#### TASK ITEM:
Report how many lines in the data below hold "from", with no other words.

#### RECORD EXTRACTS:
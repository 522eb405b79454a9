//! Repository traits for data access
//!
//! These traits define the interface for data access operations.
//! Implementations are in infra/storage/repositories.rs
//!
//! Uniqueness that the schema also enforces (course codes, one offering per
//! programme/course pair, one template per course) surfaces as dedicated
//! [`StoreError`] variants so the service can report the semantic conflict
//! instead of a generic backend failure. The check-and-insert pairs run
//! inside one transaction in the implementations; a concurrent second writer
//! hits the UNIQUE index and gets the same variant.

use crate::contract::{
    Course, CourseOutcome, Department, Faculty, GeneratedPaper, NewQuestion, NewTopic, Offering,
    PaperQuestion, Programme, Question, SectionSpec, SuperAdmin, Template, Topic,
};
use async_trait::async_trait;
use std::collections::BTreeMap;
use std::sync::Arc;

/// Error type for store operations
#[derive(Debug, thiserror::Error)]
pub enum StoreError {
    #[error("Duplicate {field}: {value}")]
    Duplicate { field: &'static str, value: String },

    #[error("Programme {programme_id} already offers course {course_id}")]
    DuplicateOffering { programme_id: i32, course_id: i32 },

    #[error("Template already exists for course {course_id}")]
    DuplicateTemplate { course_id: i32 },

    #[error(transparent)]
    Backend(#[from] anyhow::Error),
}

/// Result alias for store operations
pub type StoreResult<T> = Result<T, StoreError>;

/// Faculty row ready for insertion; the password is already hashed
#[derive(Debug, Clone)]
pub struct NewFacultyRecord {
    pub name: String,
    pub email: String,
    pub password_digest: String,
    pub department_id: i32,
}

/// Template ready for insertion
#[derive(Debug, Clone)]
pub struct NewTemplateRecord {
    pub course_id: i32,
    pub duration_minutes: i32,
    pub total_marks: i32,
    pub sections: Vec<SectionSpec>,
}

/// Generated paper ready for insertion, question rows included
#[derive(Debug, Clone)]
pub struct NewPaperRecord {
    pub course_id: i32,
    pub template_id: i32,
    pub total_marks: i32,
    pub duration_minutes: i32,
    pub generated_by: Option<i32>,
    pub co_weightages: BTreeMap<String, i32>,
    pub questions: Vec<PaperQuestion>,
}

/// Repository for super admin accounts
#[async_trait]
pub trait SuperAdminRepository: Send + Sync {
    /// Insert a super admin with a pre-hashed password
    async fn insert(&self, email: &str, password_digest: &str) -> StoreResult<SuperAdmin>;

    /// Find a super admin by canonical email
    async fn find_by_email(&self, email: &str) -> StoreResult<Option<SuperAdmin>>;

    /// Find a super admin by id
    async fn find_by_id(&self, id: i32) -> StoreResult<Option<SuperAdmin>>;

    /// Fetch the stored password digest
    async fn digest_by_id(&self, id: i32) -> StoreResult<Option<String>>;
}

/// Repository for departments
#[async_trait]
pub trait DepartmentRepository: Send + Sync {
    /// Insert a department; name is unique
    async fn insert(&self, name: &str) -> StoreResult<Department>;

    /// Find a department by id
    async fn find_by_id(&self, id: i32) -> StoreResult<Option<Department>>;

    /// List all departments ordered by name
    async fn list_all(&self) -> StoreResult<Vec<Department>>;

    /// Point the department's hod_id at a faculty (or clear it)
    async fn set_hod(&self, department_id: i32, faculty_id: Option<i32>) -> StoreResult<Department>;

    /// Delete a department with everything it owns, atomically
    async fn delete_cascade(&self, id: i32) -> StoreResult<()>;
}

/// Repository for faculty accounts
#[async_trait]
pub trait FacultyRepository: Send + Sync {
    /// Insert a faculty member; email is unique
    async fn insert(&self, record: &NewFacultyRecord) -> StoreResult<Faculty>;

    /// Find a faculty member by id
    async fn find_by_id(&self, id: i32) -> StoreResult<Option<Faculty>>;

    /// Find a faculty member by canonical email
    async fn find_by_email(&self, email: &str) -> StoreResult<Option<Faculty>>;

    /// Fetch the stored password digest
    async fn digest_by_id(&self, id: i32) -> StoreResult<Option<String>>;

    /// List a department's roster ordered by name
    async fn list_by_department(&self, department_id: i32) -> StoreResult<Vec<Faculty>>;

    /// Delete a faculty member, their offerings, and any HOD reference to
    /// them, atomically
    async fn delete(&self, id: i32) -> StoreResult<()>;
}

/// Repository for programmes
#[async_trait]
pub trait ProgrammeRepository: Send + Sync {
    /// Insert a programme under a department
    async fn insert(&self, name: &str, department_id: i32) -> StoreResult<Programme>;

    /// Find a programme by id
    async fn find_by_id(&self, id: i32) -> StoreResult<Option<Programme>>;

    /// List a department's programmes ordered by name
    async fn list_by_department(&self, department_id: i32) -> StoreResult<Vec<Programme>>;

    /// Delete a programme and its offerings, atomically
    async fn delete_cascade(&self, id: i32) -> StoreResult<()>;
}

/// Repository for the global course catalogue
#[async_trait]
pub trait CourseRepository: Send + Sync {
    /// Insert a course; code is unique
    async fn insert(&self, code: &str, title: &str, home_department_id: i32)
        -> StoreResult<Course>;

    /// Find a course by id
    async fn find_by_id(&self, id: i32) -> StoreResult<Option<Course>>;

    /// List the whole catalogue ordered by code
    async fn list_all(&self) -> StoreResult<Vec<Course>>;

    /// List a department's home courses ordered by code
    async fn list_by_department(&self, department_id: i32) -> StoreResult<Vec<Course>>;

    /// List courses by id set
    async fn list_by_ids(&self, ids: &[i32]) -> StoreResult<Vec<Course>>;

    /// Delete a course with its outcomes, topics, questions, template,
    /// offerings and papers, atomically
    async fn delete_cascade(&self, id: i32) -> StoreResult<()>;
}

/// Repository for course outcomes and topics
#[async_trait]
pub trait SyllabusRepository: Send + Sync {
    /// Insert an outcome; code is unique within the course
    async fn insert_outcome(
        &self,
        course_id: i32,
        code: &str,
        description: &str,
    ) -> StoreResult<CourseOutcome>;

    /// Find an outcome by id
    async fn find_outcome(&self, id: i32) -> StoreResult<Option<CourseOutcome>>;

    /// List a course's outcomes ordered by code
    async fn list_outcomes(&self, course_id: i32) -> StoreResult<Vec<CourseOutcome>>;

    /// Insert a topic
    async fn insert_topic(&self, new_topic: &NewTopic) -> StoreResult<Topic>;

    /// Find a topic by id
    async fn find_topic(&self, id: i32) -> StoreResult<Option<Topic>>;

    /// List a course's topics
    async fn list_topics(&self, course_id: i32) -> StoreResult<Vec<Topic>>;

    /// Re-point a topic's parent link
    async fn set_topic_parent(
        &self,
        topic_id: i32,
        parent_topic_id: Option<i32>,
    ) -> StoreResult<Topic>;
}

/// Repository for the question bank
#[async_trait]
pub trait QuestionRepository: Send + Sync {
    /// Insert a question
    async fn insert(&self, new_question: &NewQuestion) -> StoreResult<Question>;

    /// Find a question by id
    async fn find_by_id(&self, id: i32) -> StoreResult<Option<Question>>;

    /// List a course's questions, optionally only active ones
    async fn list_by_course(&self, course_id: i32, active_only: bool)
        -> StoreResult<Vec<Question>>;

    /// Flip a question's active flag
    async fn set_active(&self, id: i32, active: bool) -> StoreResult<Question>;
}

/// Repository for programme course offerings
#[async_trait]
pub trait OfferingRepository: Send + Sync {
    /// Insert an offering; fails with [`StoreError::DuplicateOffering`] when
    /// the programme already offers the course. Check and insert run in one
    /// transaction.
    async fn insert_unique(
        &self,
        programme_id: i32,
        course_id: i32,
        semester_no: i32,
        faculty_id: i32,
    ) -> StoreResult<Offering>;

    /// List a programme's offerings ordered by semester
    async fn list_by_programme(&self, programme_id: i32) -> StoreResult<Vec<Offering>>;

    /// List offerings of a course across programmes
    async fn list_by_course(&self, course_id: i32) -> StoreResult<Vec<Offering>>;

    /// List a faculty member's teaching assignments
    async fn list_by_faculty(&self, faculty_id: i32) -> StoreResult<Vec<Offering>>;
}

/// Repository for exam templates
#[async_trait]
pub trait TemplateRepository: Send + Sync {
    /// Insert the course's single template; fails with
    /// [`StoreError::DuplicateTemplate`] when one already exists. Check and
    /// insert run in one transaction.
    async fn insert_unique(&self, record: &NewTemplateRecord) -> StoreResult<Template>;

    /// Fetch the template of a course
    async fn find_by_course(&self, course_id: i32) -> StoreResult<Option<Template>>;
}

/// Repository for generated papers
#[async_trait]
pub trait PaperRepository: Send + Sync {
    /// Insert a paper and its question rows in one transaction
    async fn insert(&self, record: &NewPaperRecord) -> StoreResult<GeneratedPaper>;

    /// List a course's papers, newest first
    async fn list_by_course(&self, course_id: i32) -> StoreResult<Vec<GeneratedPaper>>;
}

/// Bundle of every repository the service needs
#[derive(Clone)]
pub struct Stores {
    pub super_admins: Arc<dyn SuperAdminRepository>,
    pub departments: Arc<dyn DepartmentRepository>,
    pub faculty: Arc<dyn FacultyRepository>,
    pub programmes: Arc<dyn ProgrammeRepository>,
    pub courses: Arc<dyn CourseRepository>,
    pub syllabus: Arc<dyn SyllabusRepository>,
    pub questions: Arc<dyn QuestionRepository>,
    pub offerings: Arc<dyn OfferingRepository>,
    pub templates: Arc<dyn TemplateRepository>,
    pub papers: Arc<dyn PaperRepository>,
}
//! Credential hashing and verification
//!
//! Password digests are argon2 PHC strings. The trait exists so tests can
//! swap in a transparent implementation; production code always uses
//! [`Argon2Credentials`].

use crate::contract::AcademicsError;
use argon2::password_hash::{PasswordHash, PasswordHasher, PasswordVerifier, SaltString};
use argon2::Argon2;

/// Hash/verify capability injected into the service
pub trait CredentialVerifier: Send + Sync {
    /// Hash a raw password into a storable digest
    fn hash(&self, password: &str) -> Result<String, AcademicsError>;

    /// Check a raw password against a stored digest
    ///
    /// An unparseable digest verifies as false rather than erroring; a
    /// corrupt row must not be distinguishable from a wrong password.
    fn verify(&self, digest: &str, password: &str) -> bool;
}

/// Production argon2id implementation
#[derive(Clone, Default)]
pub struct Argon2Credentials;

impl CredentialVerifier for Argon2Credentials {
    fn hash(&self, password: &str) -> Result<String, AcademicsError> {
        let mut salt_bytes = [0u8; 16];
        getrandom::getrandom(&mut salt_bytes).map_err(|_| AcademicsError::Internal)?;
        let salt = SaltString::encode_b64(&salt_bytes).map_err(|_| AcademicsError::Internal)?;

        let phc = Argon2::default()
            .hash_password(password.as_bytes(), &salt)
            .map_err(|_| AcademicsError::Internal)?
            .to_string();
        Ok(phc)
    }

    fn verify(&self, digest: &str, password: &str) -> bool {
        if let Ok(parsed) = PasswordHash::new(digest) {
            Argon2::default()
                .verify_password(password.as_bytes(), &parsed)
                .is_ok()
        } else {
            false
        }
    }
}

/// Transparent implementation for tests: the "digest" is the password
///
/// Keeps fixtures readable and avoids paying argon2 cost in every test.
#[derive(Clone, Default)]
pub struct PlainTextCredentials;

impl CredentialVerifier for PlainTextCredentials {
    fn hash(&self, password: &str) -> Result<String, AcademicsError> {
        Ok(password.to_string())
    }

    fn verify(&self, digest: &str, password: &str) -> bool {
        digest == password
    }
}

#[cfg(test)]
mod tests {
    use super::*;

    #[test]
    fn test_argon2_roundtrip() {
        let creds = Argon2Credentials;
        let digest = creds.hash("correct horse battery staple").unwrap();

        assert!(digest.starts_with("$argon2"));
        assert!(creds.verify(&digest, "correct horse battery staple"));
        assert!(!creds.verify(&digest, "wrong password"));
    }

    #[test]
    fn test_argon2_salts_differ() {
        let creds = Argon2Credentials;
        let first = creds.hash("same password").unwrap();
        let second = creds.hash("same password").unwrap();

        assert_ne!(first, second);
        assert!(creds.verify(&first, "same password"));
        assert!(creds.verify(&second, "same password"));
    }

    #[test]
    fn test_garbage_digest_verifies_false() {
        let creds = Argon2Credentials;
        assert!(!creds.verify("not-a-phc-string", "anything"));
        assert!(!creds.verify("", "anything"));
    }

    #[test]
    fn test_plain_text_double() {
        let creds = PlainTextCredentials;
        let digest = creds.hash("pw").unwrap();
        assert_eq!(digest, "pw");
        assert!(creds.verify("pw", "pw"));
        assert!(!creds.verify("pw", "other"));
    }
}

#### SOLUTION BELOW:
2